Plant growth responsive characteristics are critical to evaluate the metal resistance of the plant, especially for elements whose essentiality for higher plants have not yet been clearly defined until now. Therefore, an indoor pot experiment was conducted for alfalfa (Medicago sativa L.) grown in clean soil exogenously supplied with artificial source of soluble vanadium [0 (control), 75, 150, 300, 600, 900 mg kg⁻¹] and in the soil naturally rich in vanadium from a mining area (marked as M₀), respectively. Versus control, alfalfa growth was markedly influenced at ≥ 150 mg kg⁻¹ exogenously supplied vanadium and M₀ treatment.
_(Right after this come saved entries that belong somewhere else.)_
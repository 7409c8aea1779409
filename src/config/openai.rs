//! Azure OpenAI configuration

use secrecy::{ExposeSecret, SecretString};
use serde::Deserialize;
use std::time::Duration;

use super::error::ValidationError;

/// Azure OpenAI chat-completion configuration
#[derive(Debug, Clone, Deserialize)]
pub struct OpenAiConfig {
    /// Resource endpoint, e.g. `https://my-resource.openai.azure.com`
    pub endpoint: Option<String>,

    /// API key for the resource
    pub api_key: Option<SecretString>,

    /// Chat model deployment name
    pub chat_model: Option<String>,

    /// Embedding model deployment name used by vector search
    pub embedding_model: Option<String>,

    /// REST API version query parameter
    #[serde(default = "default_api_version")]
    pub api_version: String,

    /// Request timeout in seconds
    #[serde(default = "default_timeout")]
    pub timeout_secs: u64,
}

impl OpenAiConfig {
    /// Get timeout as Duration
    pub fn timeout(&self) -> Duration {
        Duration::from_secs(self.timeout_secs)
    }

    /// Check if the endpoint is configured
    pub fn has_endpoint(&self) -> bool {
        non_empty(self.endpoint.as_deref())
    }

    /// Check if the API key is configured
    pub fn has_api_key(&self) -> bool {
        self.api_key
            .as_ref()
            .is_some_and(|k| !k.expose_secret().is_empty())
    }

    /// Check if a chat deployment is configured
    pub fn has_chat_model(&self) -> bool {
        non_empty(self.chat_model.as_deref())
    }

    /// Validate the values the orchestrator cannot run without
    pub fn validate(&self) -> Result<(), ValidationError> {
        if !self.has_endpoint() {
            return Err(ValidationError::MissingRequired("OPEN_AI_ENDPOINT"));
        }
        if !self.has_api_key() {
            return Err(ValidationError::MissingRequired("OPEN_AI_KEY"));
        }
        if !self.has_chat_model() {
            return Err(ValidationError::MissingRequired("CHAT_MODEL"));
        }
        if let Some(endpoint) = &self.endpoint {
            if !is_http_url(endpoint) {
                return Err(ValidationError::InvalidUrl("OPEN_AI_ENDPOINT"));
            }
        }
        Ok(())
    }
}

impl Default for OpenAiConfig {
    fn default() -> Self {
        Self {
            endpoint: None,
            api_key: None,
            chat_model: None,
            embedding_model: None,
            api_version: default_api_version(),
            timeout_secs: default_timeout(),
        }
    }
}

pub(crate) fn non_empty(value: Option<&str>) -> bool {
    value.is_some_and(|v| !v.trim().is_empty())
}

pub(crate) fn is_http_url(value: &str) -> bool {
    value.starts_with("https://") || value.starts_with("http://")
}

fn default_api_version() -> String {
    "2024-12-01-preview".to_string()
}

fn default_timeout() -> u64 {
    60
}

#[cfg(test)]
mod tests {
    use super::*;

    fn configured() -> OpenAiConfig {
        OpenAiConfig {
            endpoint: Some("https://example.openai.azure.com".to_string()),
            api_key: Some(SecretString::new("key-123".to_string())),
            chat_model: Some("gpt-4o".to_string()),
            embedding_model: Some("text-embedding-ada-002".to_string()),
            ..Default::default()
        }
    }

    #[test]
    fn test_openai_config_defaults() {
        let config = OpenAiConfig::default();
        assert_eq!(config.api_version, "2024-12-01-preview");
        assert_eq!(config.timeout(), Duration::from_secs(60));
    }

    #[test]
    fn test_validation_valid_config() {
        assert!(configured().validate().is_ok());
    }

    #[test]
    fn test_validation_missing_key() {
        let config = OpenAiConfig {
            api_key: None,
            ..configured()
        };
        assert!(matches!(
            config.validate(),
            Err(ValidationError::MissingRequired("OPEN_AI_KEY"))
        ));
    }

    #[test]
    fn test_validation_blank_chat_model() {
        let config = OpenAiConfig {
            chat_model: Some("  ".to_string()),
            ..configured()
        };
        assert!(matches!(
            config.validate(),
            Err(ValidationError::MissingRequired("CHAT_MODEL"))
        ));
    }

    #[test]
    fn test_validation_rejects_non_http_endpoint() {
        let config = OpenAiConfig {
            endpoint: Some("example.openai.azure.com".to_string()),
            ..configured()
        };
        assert!(matches!(
            config.validate(),
            Err(ValidationError::InvalidUrl(_))
        ));
    }

    #[test]
    fn test_debug_output_redacts_key() {
        let output = format!("{:?}", configured());
        assert!(!output.contains("key-123"));
    }
}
The inhibited alfalfa growth at M₀ treatment may incorporate multifactor due to complicated components of the vanadium-rich soil from the mining area. Vanadium translocation capability of the alfalfa at M₀ treatment was significantly higher than that at the exogenous vanadium-addition treatments. The total uptake of vanadium in the alfalfa increased significantly at 75−300 mg kg⁻¹ vanadium treatment, while no apparent difference arose at M₀ treatment versus control. The percentage of root vanadium uptake to the total amount markedly increased and later decreased marginally with vanadium concentration; a converse changing trend of the aboveground parts was noted. In addition, Proteobacteria were the most abundant bacteria community at all treatments excluding 900 mg kg⁻¹ exogenous vanadium treatment. Actinobacteria, Chloroflexi, Gemmatimonadetes, and Acidobacteria were relatively abundant bacterial communities in soil with vanadium addition treatments. Alfalfa exhibited the potential to colonize in the vanadium-rich soil from natural/artificial sources by modulation of its vanadium bioaccumulation and translocation capability.